Burr, limping but able, kept his distance from the man with the
crackling bracers. The Mome Rath shouted and clapped his hands
together. A shockwave rippled through the air between them, and Burr
twisted out of the way. Not fast enough, though, and it caught him by
the waist. He toppled onto his back, laid out vulnerable to the
soldier. The man seized his chance and charged Burr.
With a savage cry,
Aric swung the bladed spear horizontally, to slice the man in half at
the stomach. The soldier saw Aric's swing and brought his arm down
just in time, blocking the blade and jarring Aric's arms painfully.
Burr rolled out of the way and grabbed a fallen crossbow; he hurled
it straight toward the man, but with a simple slap of his hand, the
flying weapon shattered into splinters.
Burr and Aric backed
away from the soldier, who walked closer and closer to them. The
tezerotronic whine from the equipment made Burr wince, and Aric grit
his vibrating teeth. Those were still experimental the last
time I heard of them, Aric
thought quickly. They have a lot of power, but also a lot
of drawbacks. If only we can use the bracers' weaknesses against
him...
“He can't run very
easily,” Aric shouted. The soldier snarled and clapped, firing a
shockwave at them, but they both dodged in different directions. He
turned toward Aric and started walking; the man was sweating with the
effort of walking. Aric checked, and sure enough, on his helmet there
were anti-tezerotron nodes to protect his ears and sense of balance.
“He needs his helmet
in order to stay conscious!” Aric yelled. “And his sense of
balance is weakened! The bracers can't--”
The man shouted and
suddenly fell to one knee, but it wasn't in pain or fatigue. He
slammed his heavy fist on the ground, and the floor violently split
into ragged slabs. Aric jumped just in time, but landed wrong and
fell, banging his shin on a stone edge. He gasped in pain. The
soldier's foosteps sounded loudly in his ears, and the whine grew
stronger as he approached.
Aric looked up in time
to see the man standing over him. His eyes were red-rimmed but mad
with hate. These are Trellis's hand-picked zealots,
he realized. These aren't the rank and file Mome Raths that
do the paperwork. Trellis means business.
The zealot lifted his
arm, and the bracer crackled with magical energy.
Suddenly a wooden pole
blurred out of the air and slammed into the side of the man's helmet
with a metallic peal. He toppled heavily onto his side, and a small
crater erupted on the floor where he placed his hands to stop
himself. The node on the side of his helmet spat out a few sparks
where it had been struck.
Aric scrambled to his
feet, ignoring the pain in his shin, and found one of the
death-spears. He turned around and with a shock saw that the soldier
was already on his feet and loping toward him with his arms extended.

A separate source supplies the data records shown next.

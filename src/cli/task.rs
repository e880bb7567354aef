//! tasksync task commands: list, show, add, edit, done, rm.
//!
//! Add and edit go through the [`ModalController`] so the CLI fills and
//! submits a draft the same way an interactive form would.

use serde::Serialize;

use crate::error::{Error, Result};
use crate::feedback::FeedbackMessage;
use crate::modal::{DraftField, ModalController};
use crate::output::{emit_success, format_task_line, HumanOutput};
use crate::task::{format_due_date, partition, PriorityFilter, Task};

use super::{attach_feedback, report_failed_feedback, Context, StatusFilter};

/// Draft fields given on the command line. `None` keeps the current value.
#[derive(Debug, Default)]
pub struct TaskFields {
    pub title: Option<String>,
    pub description: Option<String>,
    pub priority: Option<String>,
    pub due: Option<String>,
    pub completed: Option<String>,
}

impl TaskFields {
    fn apply(&self, modal: &mut ModalController) -> Result<()> {
        let fields = [
            (DraftField::Title, &self.title),
            (DraftField::Description, &self.description),
            (DraftField::Priority, &self.priority),
            (DraftField::DueDate, &self.due),
            (DraftField::Completed, &self.completed),
        ];
        for (field, value) in fields {
            if let Some(value) = value {
                modal.set_field(field, value)?;
            }
        }
        Ok(())
    }
}

#[derive(Serialize)]
struct ListReport {
    tasks: Vec<Task>,
    active: usize,
    completed: usize,
}

#[derive(Serialize)]
struct TaskReport {
    task: Task,
    #[serde(skip_serializing_if = "Vec::is_empty")]
    feedback: Vec<FeedbackMessage>,
}

#[derive(Serialize)]
struct DeleteReport {
    id: String,
    remaining: usize,
}

pub async fn run_list(ctx: &Context, priority: PriorityFilter, status: StatusFilter) -> Result<()> {
    let (store, _feedback) = ctx.store()?;
    store.fetch_all().await?;

    let tasks: Vec<Task> = store
        .tasks_by_priority(priority)
        .into_iter()
        .filter(|task| match status {
            StatusFilter::All => true,
            StatusFilter::Active => !task.completed,
            StatusFilter::Completed => task.completed,
        })
        .collect();
    let (active, completed) = partition(&tasks);

    let mut human = HumanOutput::new(format!("tasksync list: {} task(s)", tasks.len()));
    human.push_summary("active", active.len().to_string());
    human.push_summary("completed", completed.len().to_string());
    for task in &tasks {
        human.push_detail(format_task_line(task));
    }
    if tasks.is_empty() {
        human.push_next_step("tasksync add --title <title>");
    }

    let report = ListReport {
        active: active.len(),
        completed: completed.len(),
        tasks,
    };
    emit_success(ctx.output(), "list", &report, Some(&human))
}

pub async fn run_show(ctx: &Context, id: &str) -> Result<()> {
    let (store, _feedback) = ctx.store()?;
    let task = store.fetch_one(id).await?;

    let human = describe("tasksync show", &task, &[]);
    let report = TaskReport {
        task,
        feedback: Vec::new(),
    };
    emit_success(ctx.output(), "show", &report, Some(&human))
}

pub async fn run_add(ctx: &Context, fields: TaskFields) -> Result<()> {
    let (store, feedback) = ctx.store()?;
    let mut modal = ModalController::new();
    modal.open_for_add();
    fields.apply(&mut modal)?;

    let outcome = modal.submit(&store).outcome().await;
    let messages = feedback.take();
    let task = settle(ctx, outcome, &messages)?;

    let human = describe("tasksync add: created task", &task, &messages);
    let report = TaskReport {
        task,
        feedback: messages,
    };
    emit_success(ctx.output(), "add", &report, Some(&human))
}

pub async fn run_edit(ctx: &Context, id: &str, fields: TaskFields) -> Result<()> {
    let (store, feedback) = ctx.store()?;
    let current = store.fetch_one(id).await?;

    let mut modal = ModalController::new();
    modal.open_for_edit(current);
    fields.apply(&mut modal)?;

    let outcome = modal.submit(&store).outcome().await;
    let messages = feedback.take();
    let task = settle(ctx, outcome, &messages)?;

    let human = describe("tasksync edit: updated task", &task, &messages);
    let report = TaskReport {
        task,
        feedback: messages,
    };
    emit_success(ctx.output(), "edit", &report, Some(&human))
}

pub async fn run_rm(ctx: &Context, id: &str) -> Result<()> {
    let (store, _feedback) = ctx.store()?;
    store.fetch_all().await?;
    store.delete(id).await?;

    let mut human = HumanOutput::new(format!("tasksync rm: deleted {id}"));
    human.push_summary("remaining", store.len().to_string());
    let report = DeleteReport {
        id: id.to_string(),
        remaining: store.len(),
    };
    emit_success(ctx.output(), "rm", &report, Some(&human))
}

fn describe(header: &str, task: &Task, messages: &[FeedbackMessage]) -> HumanOutput {
    let mut human = HumanOutput::new(header);
    human.push_summary("id", task.id.clone().unwrap_or_default());
    human.push_summary("title", task.title.clone());
    if !task.description.is_empty() {
        human.push_summary("description", task.description.clone());
    }
    human.push_summary("priority", task.priority.to_string());
    if let Some(due) = &task.due_date {
        human.push_summary("due", format_due_date(due));
    }
    human.push_summary("completed", task.completed.to_string());
    attach_feedback(&mut human, messages);
    human
}

fn settle(
    ctx: &Context,
    outcome: Option<Result<Task>>,
    messages: &[FeedbackMessage],
) -> Result<Task> {
    match outcome {
        Some(Ok(task)) => Ok(task),
        Some(Err(err)) => {
            report_failed_feedback(ctx, messages);
            Err(err)
        }
        None => Err(Error::OperationFailed("nothing was submitted".to_string())),
    }
}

Aric quickly jabbed the blunt end of the spear toward the man's
collarbone. This time he was too slow to block, and the spear caught
him between his neck and shoulder, and he twisted awkwardly to keep
his balance.
Burr appeared and
rammed his fist into the man's stomach. Aric tried to stop him, but
it was too late: the strange energy from the magical bracers visibly
coursed through Burr, making him flinch in pain, but he continued
with the falling Mome Rath, making sure he landed flat on his back.
Aric reached down and
pulled Burr away. The soldier moved again to rise. Aric gripped the
haft of his spear, judging the distance. “Not so fast, buddy,”
Aric said, and swung the bladed death-spear over his head and down
toward the man.
The very tip of the
blade sliced clean through the stability-core ring of the bracer on
his right arm, and the valuable part tinkled uselessly to the ground.

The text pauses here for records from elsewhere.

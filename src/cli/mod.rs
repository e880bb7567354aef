//! Command-line interface for tasksync
//!
//! This module defines the CLI structure using clap derive macros.
//! Each command group is implemented in its own submodule.

use std::path::PathBuf;
use std::sync::Arc;

use clap::{Parser, Subcommand, ValueEnum};

use crate::api::{HttpTaskApi, TaskApi};
use crate::config::Config;
use crate::error::{Error, Result};
use crate::feedback::{FeedbackLevel, FeedbackMessage, RecordingFeedback};
use crate::output::{HumanOutput, OutputOptions};
use crate::store::TaskStore;

mod config;
mod status;
mod task;
mod watch;

/// tasksync - task list client
///
/// Reads and edits tasks on a task server and follows the server's push
/// notifications.
#[derive(Parser, Debug)]
#[command(name = "tasksync")]
#[command(author, version, about, long_about = None)]
#[command(propagate_version = true)]
pub struct Cli {
    /// Server base URL (overrides server.base_url)
    #[arg(long, global = true, env = "TASKSYNC_SERVER")]
    pub server: Option<String>,

    /// User id the session runs as
    #[arg(long, global = true, env = "TASKSYNC_USER")]
    pub user: Option<String>,

    /// Output in JSON format
    #[arg(long, global = true)]
    pub json: bool,

    /// Suppress non-essential output
    #[arg(short, long, global = true)]
    pub quiet: bool,

    /// Write notification events as JSONL to a file, or "-" for stdout
    #[arg(long, global = true)]
    pub events: Option<String>,

    #[command(subcommand)]
    pub command: Commands,
}

/// Which completion state `list` shows
#[derive(Debug, Clone, Copy, PartialEq, Eq, ValueEnum)]
pub enum StatusFilter {
    Active,
    Completed,
    All,
}

/// Available subcommands
#[derive(Subcommand, Debug)]
pub enum Commands {
    /// List tasks
    List {
        /// Priority to show: all, low, medium, high
        #[arg(long, default_value = "all")]
        priority: String,

        /// Completion state to show
        #[arg(long, value_enum, default_value = "all")]
        status: StatusFilter,
    },

    /// Show one task
    Show {
        /// Task id
        id: String,
    },

    /// Create a task
    Add {
        /// Task title
        #[arg(long)]
        title: String,

        /// Task description
        #[arg(long)]
        description: Option<String>,

        /// Priority: low, medium, high
        #[arg(long)]
        priority: Option<String>,

        /// Due date (YYYY-MM-DD)
        #[arg(long)]
        due: Option<String>,
    },

    /// Edit a task; fields not given keep their current value
    Edit {
        /// Task id
        id: String,

        #[arg(long)]
        title: Option<String>,

        #[arg(long)]
        description: Option<String>,

        /// Priority: low, medium, high
        #[arg(long)]
        priority: Option<String>,

        /// Due date (YYYY-MM-DD), empty to clear
        #[arg(long)]
        due: Option<String>,

        /// true or false
        #[arg(long)]
        completed: Option<String>,
    },

    /// Mark a task completed
    Done {
        /// Task id
        id: String,
    },

    /// Delete a task
    Rm {
        /// Task id
        id: String,
    },

    /// Show the server's task statistics
    Status,

    /// Follow push notifications
    Watch {
        /// Stop after this many notifications
        #[arg(long)]
        limit: Option<usize>,
    },

    /// Configuration commands
    #[command(subcommand)]
    Config(ConfigCommands),
}

/// Config subcommands
#[derive(Subcommand, Debug)]
pub enum ConfigCommands {
    /// Show the effective configuration
    Show,

    /// Write a default .tasksync.toml in the current directory
    Init {
        /// Overwrite an existing file
        #[arg(long)]
        force: bool,
    },
}

/// Resolved global options shared by every command.
pub(crate) struct Context {
    pub config: Config,
    pub dir: PathBuf,
    pub user: Option<String>,
    pub events: Option<String>,
    pub json: bool,
    pub quiet: bool,
}

impl Context {
    fn load(cli: &Cli) -> Result<Self> {
        let dir = std::env::current_dir()?;
        let mut config = Config::load_from_dir(&dir)?;
        if let Some(server) = &cli.server {
            config.server.base_url = server.clone();
            config.validate()?;
        }
        let user = cli
            .user
            .as_deref()
            .map(str::trim)
            .filter(|user| !user.is_empty())
            .map(str::to_string);
        Ok(Self {
            config,
            dir,
            user,
            events: cli.events.clone(),
            json: cli.json,
            quiet: cli.quiet,
        })
    }

    pub fn output(&self) -> OutputOptions {
        OutputOptions {
            json: self.json,
            quiet: self.quiet,
        }
    }

    pub fn api(&self) -> Result<Arc<dyn TaskApi>> {
        let api = HttpTaskApi::new(
            self.config.server.base_url.clone(),
            self.config.server.request_timeout(),
        )?;
        Ok(Arc::new(api))
    }

    /// Store whose feedback is collected for the command's output.
    pub fn store(&self) -> Result<(TaskStore, RecordingFeedback)> {
        let feedback = RecordingFeedback::new();
        let store = TaskStore::new(
            self.api()?,
            Arc::new(feedback.clone()),
            self.config.sync.merge_policy(),
        );
        Ok((store, feedback))
    }
}

/// Fold collected feedback into human output.
pub(crate) fn attach_feedback(human: &mut HumanOutput, messages: &[FeedbackMessage]) {
    for message in messages {
        match message.level {
            FeedbackLevel::Success => human.push_detail(message.message.clone()),
            FeedbackLevel::Error => human.push_warning(message.message.clone()),
        }
    }
}

/// Error feedback is shown even though the command itself fails.
pub(crate) fn report_failed_feedback(ctx: &Context, messages: &[FeedbackMessage]) {
    if ctx.json || ctx.quiet {
        return;
    }
    for message in messages
        .iter()
        .filter(|message| message.level == FeedbackLevel::Error)
    {
        eprintln!("{}", message.message);
    }
}

impl Cli {
    /// Execute the CLI command
    pub fn run(self) -> Result<()> {
        let output = OutputOptions {
            json: self.json,
            quiet: self.quiet,
        };
        // Must work even when the existing config does not load.
        if let Commands::Config(ConfigCommands::Init { force }) = &self.command {
            return config::run_init(&std::env::current_dir()?, *force, output);
        }

        let ctx = Context::load(&self)?;
        let runtime = tokio::runtime::Runtime::new()
            .map_err(|err| Error::OperationFailed(format!("failed to start runtime: {err}")))?;

        match self.command {
            Commands::List { priority, status } => {
                let filter = priority.parse()?;
                runtime.block_on(task::run_list(&ctx, filter, status))
            }
            Commands::Show { id } => runtime.block_on(task::run_show(&ctx, &id)),
            Commands::Add {
                title,
                description,
                priority,
                due,
            } => runtime.block_on(task::run_add(
                &ctx,
                task::TaskFields {
                    title: Some(title),
                    description,
                    priority,
                    due,
                    completed: None,
                },
            )),
            Commands::Edit {
                id,
                title,
                description,
                priority,
                due,
                completed,
            } => runtime.block_on(task::run_edit(
                &ctx,
                &id,
                task::TaskFields {
                    title,
                    description,
                    priority,
                    due,
                    completed,
                },
            )),
            Commands::Done { id } => runtime.block_on(task::run_edit(
                &ctx,
                &id,
                task::TaskFields {
                    completed: Some("true".to_string()),
                    ..task::TaskFields::default()
                },
            )),
            Commands::Rm { id } => runtime.block_on(task::run_rm(&ctx, &id)),
            Commands::Status => runtime.block_on(status::run(&ctx)),
            Commands::Watch { limit } => runtime.block_on(watch::run(&ctx, limit)),
            Commands::Config(cmd) => match cmd {
                ConfigCommands::Show => config::run_show(&ctx),
                ConfigCommands::Init { force } => config::run_init(&ctx.dir, force, output),
            },
        }
    }
}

Its owner panicked. “What have you done?!” he yelled, fumbling
with the equipment. Aric grabbed Burr by the collar of his shirt and
walked quickly away.
“We're gonna want to
put some distance between us and him,” he explained when Burr
looked at him with confusion. The tezerotronic whine increased in
volume and pitch, as did the crackling noise. Aric shielded his eyes.
There was a brief flash that lasted for the blink of an eye, a faint
pop, and a rush of
air. A moment later,
when nothing moved nor made a sound, Aric opened his eyes.
Where the soldier had
been was a clean, smooth, bowl-shaped crater. Not a single trace of
the man remained.
“And that's
why they were still experimental,” Aric said with a decisive nod.
“Look at this,”
Burr said curiously. Aric followed him, stepping over the bodies of
the dead guards.
“What did you find?”
Aric asked.
“Look.”
(Graphic
6.10: In the wall is
an indent the size and shape of a door. There is no handle, no window
and no opening.)
“I could swear that
Professor Trellis walked through this wall a minute ago,” Aric
muttered as he groped around the edges of the indentation with his
hands. “I wonder how he got in.”
Suddenly, Hector's bright voice filled the room. “Aric!

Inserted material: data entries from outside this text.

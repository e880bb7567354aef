//! Configuration loading and management
//!
//! Handles parsing of `.tasksync.toml` configuration files.

use serde::{Deserialize, Serialize};
use std::path::{Path, PathBuf};
use std::time::Duration;

use crate::store::MergePolicy;

pub const CONFIG_FILE: &str = ".tasksync.toml";

/// Main configuration structure
#[derive(Debug, Clone, Default, Serialize, Deserialize)]
pub struct Config {
    /// REST server settings
    #[serde(default)]
    pub server: ServerConfig,

    /// Push channel settings
    #[serde(default)]
    pub push: PushConfig,

    /// Merge behaviour
    #[serde(default)]
    pub sync: SyncConfig,
}

/// REST server configuration
#[derive(Debug, Clone, Serialize, Deserialize)]
pub struct ServerConfig {
    /// Base URL every route is appended to
    #[serde(default = "default_base_url")]
    pub base_url: String,

    /// Request timeout in seconds (0 disables the timeout)
    #[serde(default = "default_timeout_secs")]
    pub timeout_secs: u64,
}

fn default_base_url() -> String {
    "http://localhost:8000/api/v1".to_string()
}

fn default_timeout_secs() -> u64 {
    30
}

impl Default for ServerConfig {
    fn default() -> Self {
        Self {
            base_url: default_base_url(),
            timeout_secs: default_timeout_secs(),
        }
    }
}

/// Push channel configuration
#[derive(Debug, Clone, Serialize, Deserialize)]
pub struct PushConfig {
    /// Connect the push transport when a session starts
    #[serde(default = "default_true")]
    pub enabled: bool,

    /// `host:port` of the push endpoint
    #[serde(default = "default_push_addr")]
    pub addr: String,
}

fn default_true() -> bool {
    true
}

fn default_push_addr() -> String {
    "localhost:8001".to_string()
}

impl Default for PushConfig {
    fn default() -> Self {
        Self {
            enabled: true,
            addr: default_push_addr(),
        }
    }
}

/// Sync configuration
#[derive(Debug, Clone, Default, Serialize, Deserialize)]
pub struct SyncConfig {
    /// Upsert pushed "created" tasks by id instead of appending them again
    #[serde(default)]
    pub dedupe_by_id: bool,
}

impl ServerConfig {
    pub fn request_timeout(&self) -> Option<Duration> {
        if self.timeout_secs == 0 {
            None
        } else {
            Some(Duration::from_secs(self.timeout_secs))
        }
    }

    fn validate(&self) -> crate::error::Result<()> {
        let url = self.base_url.trim();
        if url.is_empty() {
            return Err(crate::error::Error::InvalidConfig(
                "server.base_url cannot be empty".to_string(),
            ));
        }
        if !(url.starts_with("http://") || url.starts_with("https://")) {
            return Err(crate::error::Error::InvalidConfig(format!(
                "server.base_url must start with http:// or https:// (got '{url}')"
            )));
        }
        Ok(())
    }
}

impl PushConfig {
    fn validate(&self) -> crate::error::Result<()> {
        let addr = self.addr.trim();
        let valid = addr
            .rsplit_once(':')
            .map(|(host, port)| !host.is_empty() && port.parse::<u16>().is_ok())
            .unwrap_or(false);
        if !valid {
            return Err(crate::error::Error::InvalidConfig(format!(
                "push.addr must be host:port (got '{addr}')"
            )));
        }
        Ok(())
    }
}

impl SyncConfig {
    pub fn merge_policy(&self) -> MergePolicy {
        if self.dedupe_by_id {
            MergePolicy::DedupeById
        } else {
            MergePolicy::Replay
        }
    }
}

impl Config {
    /// Load configuration from a `.tasksync.toml` file
    pub fn load(path: &Path) -> crate::error::Result<Self> {
        let content = std::fs::read_to_string(path)?;
        let config: Config = toml::from_str(&content)?;
        config.validate()?;
        Ok(config)
    }

    /// Load `.tasksync.toml` from `dir`, falling back to the user config
    /// file, then to defaults.
    pub fn load_from_dir(dir: &Path) -> crate::error::Result<Self> {
        let local = dir.join(CONFIG_FILE);
        if local.exists() {
            return Self::load(&local);
        }
        if let Some(global) = Self::global_path() {
            if global.exists() {
                return Self::load(&global);
            }
        }
        Ok(Self::default())
    }

    /// Per-user config file, e.g. `~/.config/tasksync/config.toml`.
    pub fn global_path() -> Option<PathBuf> {
        directories::ProjectDirs::from("", "", "tasksync")
            .map(|dirs| dirs.config_dir().join("config.toml"))
    }

    /// Save configuration to a file
    pub fn save(&self, path: &Path) -> crate::error::Result<()> {
        let content = toml::to_string_pretty(self)?;
        std::fs::write(path, content)?;
        Ok(())
    }

    pub fn validate(&self) -> crate::error::Result<()> {
        self.server.validate()?;
        self.push.validate()?;
        Ok(())
    }
}

#[cfg(test)]
mod tests {
    use super::*;
    use std::fs;

    #[test]
    fn defaults_are_expected() {
        let cfg = Config::default();
        assert_eq!(cfg.server.base_url, "http://localhost:8000/api/v1");
        assert_eq!(cfg.server.timeout_secs, 30);
        assert_eq!(cfg.server.request_timeout(), Some(Duration::from_secs(30)));
        assert!(cfg.push.enabled);
        assert_eq!(cfg.push.addr, "localhost:8001");
        assert!(!cfg.sync.dedupe_by_id);
        assert_eq!(cfg.sync.merge_policy(), MergePolicy::Replay);
        cfg.validate().expect("defaults validate");
    }

    #[test]
    fn load_parses_overrides() {
        let dir = tempfile::tempdir().expect("tempdir");
        let path = dir.path().join(CONFIG_FILE);
        let content = r#"
[server]
base_url = "https://tasks.example.com/api/v1"
timeout_secs = 0

[push]
enabled = false
addr = "tasks.example.com:9000"

[sync]
dedupe_by_id = true
"#;
        fs::write(&path, content.trim()).expect("write config");

        let cfg = Config::load(&path).expect("load config");
        assert_eq!(cfg.server.base_url, "https://tasks.example.com/api/v1");
        assert_eq!(cfg.server.request_timeout(), None);
        assert!(!cfg.push.enabled);
        assert_eq!(cfg.push.addr, "tasks.example.com:9000");
        assert_eq!(cfg.sync.merge_policy(), MergePolicy::DedupeById);
    }

    #[test]
    fn invalid_base_url_rejected() {
        let dir = tempfile::tempdir().expect("tempdir");
        let path = dir.path().join(CONFIG_FILE);
        fs::write(&path, "[server]\nbase_url = \"ftp://nope\"").expect("write config");

        let err = Config::load(&path).expect_err("invalid config");
        match err {
            crate::error::Error::InvalidConfig(_) => {}
            other => panic!("unexpected error: {other:?}"),
        }
    }

    #[test]
    fn invalid_push_addr_rejected() {
        let dir = tempfile::tempdir().expect("tempdir");
        let path = dir.path().join(CONFIG_FILE);
        fs::write(&path, "[push]\naddr = \"localhost\"").expect("write config");

        let err = Config::load(&path).expect_err("invalid config");
        match err {
            crate::error::Error::InvalidConfig(_) => {}
            other => panic!("unexpected error: {other:?}"),
        }
    }

    #[test]
    fn load_from_dir_reads_local_file() {
        let dir = tempfile::tempdir().expect("tempdir");
        fs::write(
            dir.path().join(CONFIG_FILE),
            "[sync]\ndedupe_by_id = true",
        )
        .expect("write config");

        let cfg = Config::load_from_dir(dir.path()).expect("load");
        assert!(cfg.sync.dedupe_by_id);
    }

    #[test]
    fn save_writes_toml() {
        let dir = tempfile::tempdir().expect("tempdir");
        let path = dir.path().join("out.toml");
        let cfg = Config::default();
        cfg.save(&path).expect("save config");

        let written = fs::read_to_string(&path).expect("read config");
        assert!(written.contains("base_url = \"http://localhost:8000/api/v1\""));
        let reloaded = Config::load(&path).expect("reload");
        assert_eq!(reloaded.push.addr, cfg.push.addr);
    }
}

You're all right!” The librarian gasped as he saw the carnage. “Did
you do all that?”
“With a little help,” he responded, and ruffled
Burr's ears. Lilly followed Hector down the stairs, frowning at the
bodies. “I don't know how much you guys saw,” Aric said, “but
Professor Trellis was here just a moment ago. He was talking with
somebody, reasoning with him, and that person decided to let him
continue on to find the Jabberwock. Somehow this wall opened up and
he walked through.”
“He must have gained permission, as with the forest
edge when we first arrived,” Lilly said.
“Yeah, but how are we going to get that same
permission?” Aric complained. He watched as Burr sniffed the edges
of the false doorway.
“Perhaps he got in because he has the vorpal sword?”
Hector supplied.
Aric sighed. “Yeah... Those swords are kind of in
short supply, sadly.”
“There is no Gimble thereon,” Lilly said, half to
herself.
Suddenly the ground rumbled again, just as it had done
when they were in the tunnels. A stalactite fell from the darkness
above and shattered into a thousand shards on the floor. Hector
jumped a foot into the air with fright.
“Everybody close to the walls,” Aric commanded as
more stone spikes fell and threatened to impale them. The rumbling
lasted for a few more very long seconds, then stopped; then it
started again, fiercer than ever. A low-pitched sound thrummed
through the entire chamber, almost like a moan.
“We must get through, the Jabberwock is awake!”
Lilly said urgently. “We must find a way through, and quickly!”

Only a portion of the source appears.